Problem to solve: The expected output is each line in the data below that includes the string "response".

Data extracts:
* * * *

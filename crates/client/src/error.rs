//! Error taxonomy for remote calls and persisted state.
//!
//! [`ApiError`] is the one user-facing family: the synchronizer treats every
//! kind identically for state purposes (no membership change on failure) and
//! propagates the kind so callers can pick a message. [`StoreError`] never
//! reaches users; the synchronizer logs and absorbs it.

use thiserror::Error;

/// Errors surfaced by the remote services and the credential guard.
#[derive(Debug, Error)]
pub enum ApiError {
    /// No credential present. Produced locally, never by a server; surfaced
    /// as a prompt to log in.
    #[error("not logged in")]
    Unauthenticated,

    /// The server rejected the credential (401/403). Callers treat this as
    /// session expiry and re-authenticate.
    #[error("session expired, please log in again")]
    Unauthorized,

    /// The requested resource no longer exists (404).
    #[error("not found: {0}")]
    NotFound(String),

    /// Transport-level failure.
    #[error("network error: {0}")]
    Network(#[from] reqwest::Error),

    /// The server failed (5xx) or answered with an unexpected status.
    #[error("server error: HTTP {0}")]
    Server(u16),

    /// The response body could not be decoded.
    #[error("malformed response: {0}")]
    Malformed(#[from] serde_json::Error),
}

impl ApiError {
    /// Whether the caller should discard its session and re-authenticate.
    #[must_use]
    pub const fn invalidates_session(&self) -> bool {
        matches!(self, Self::Unauthenticated | Self::Unauthorized)
    }
}

/// Persistence failures for the slot store.
///
/// Non-fatal by policy: callers fall back to the empty set on load and keep
/// the in-memory state on save.
#[derive(Debug, Error)]
pub enum StoreError {
    /// Filesystem error.
    #[error("io error: {0}")]
    Io(#[from] std::io::Error),

    /// Serialization error.
    #[error("serialization error: {0}")]
    Serialize(#[from] serde_json::Error),
}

* * * *

Your solution:
    /// The response body could not be decoded.
    #[error("malformed response: {0}")]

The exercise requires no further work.